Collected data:
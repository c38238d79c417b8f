//! Execution policy: the one-shot parallel-vs-sequential decision.
//!
//! ## Purpose
//!
//! This module resolves, once per buffer at construction time, whether
//! fan-out operations run sequentially or on the thread pool. The decision
//! never changes for the buffer's lifetime and applies uniformly to every
//! fan-out: reductions, maps, elementwise binary ops, and windowing alike.
//!
//! ## Design notes
//!
//! * **Auto mode**: with `auto_parallel` set, the explicit `parallel` flag
//!   is ignored and the decision is `chunk_count >= PARALLEL_THRESHOLD`.
//! * **One-shot**: the resolved policy is stored on the buffer; no operation
//!   re-derives or overrides it per call.
//!
//! ## Invariants
//!
//! * Sequential fan-out processes chunks in strict ascending index order.
//! * Parallel fan-out gives no cross-chunk ordering guarantee.
//!
//! ## Non-goals
//!
//! * This module does not perform the fan-out (see `engine::executor`).

// External dependencies
use core::fmt::{Display, Formatter, Result as FmtResult};

// Internal dependencies
use crate::primitives::context::ChunkContext;

// ============================================================================
// Constants
// ============================================================================

/// Chunk-count threshold for automatic parallelism.
///
/// With `auto_parallel` set, a buffer runs parallel fan-out iff it has at
/// least this many chunks.
pub const PARALLEL_THRESHOLD: usize = 8192;

// ============================================================================
// Execution Policy
// ============================================================================

/// Parallel-vs-sequential fan-out decision, fixed at buffer construction.
#[derive(Debug, Clone, Copy, PartialEq, Eq)]
pub enum ExecutionPolicy {
    /// Chunks are processed one after another, in ascending index order.
    Sequential,

    /// Chunks are processed concurrently on the rayon thread pool.
    Parallel,
}

impl ExecutionPolicy {
    /// Resolve the policy for a buffer of `chunk_count` chunks.
    pub fn resolve(chunk_count: usize, ctx: &ChunkContext) -> Self {
        let parallel = if ctx.auto_parallel {
            chunk_count >= PARALLEL_THRESHOLD
        } else {
            ctx.parallel
        };
        if parallel {
            ExecutionPolicy::Parallel
        } else {
            ExecutionPolicy::Sequential
        }
    }

    /// Get the name of the policy.
    #[inline]
    pub const fn name(&self) -> &'static str {
        match self {
            ExecutionPolicy::Sequential => "sequential",
            ExecutionPolicy::Parallel => "parallel",
        }
    }

    /// Returns `true` for the parallel policy.
    #[inline]
    pub const fn is_parallel(&self) -> bool {
        matches!(self, ExecutionPolicy::Parallel)
    }
}

impl Display for ExecutionPolicy {
    fn fmt(&self, f: &mut Formatter<'_>) -> FmtResult {
        write!(f, "{}", self.name())
    }
}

## WORK REQUIRED
Give back exactly the lines from the one that contains "pub const fn is_parallel(&self)" to the end of the data above, both of those lines included.

## EXERCISE OUTPUT
    pub const fn is_parallel(&self) -> bool {
        matches!(self, ExecutionPolicy::Parallel)
    }
}

impl Display for ExecutionPolicy {
    fn fmt(&self, f: &mut Formatter<'_>) -> FmtResult {
        write!(f, "{}", self.name())
    }
}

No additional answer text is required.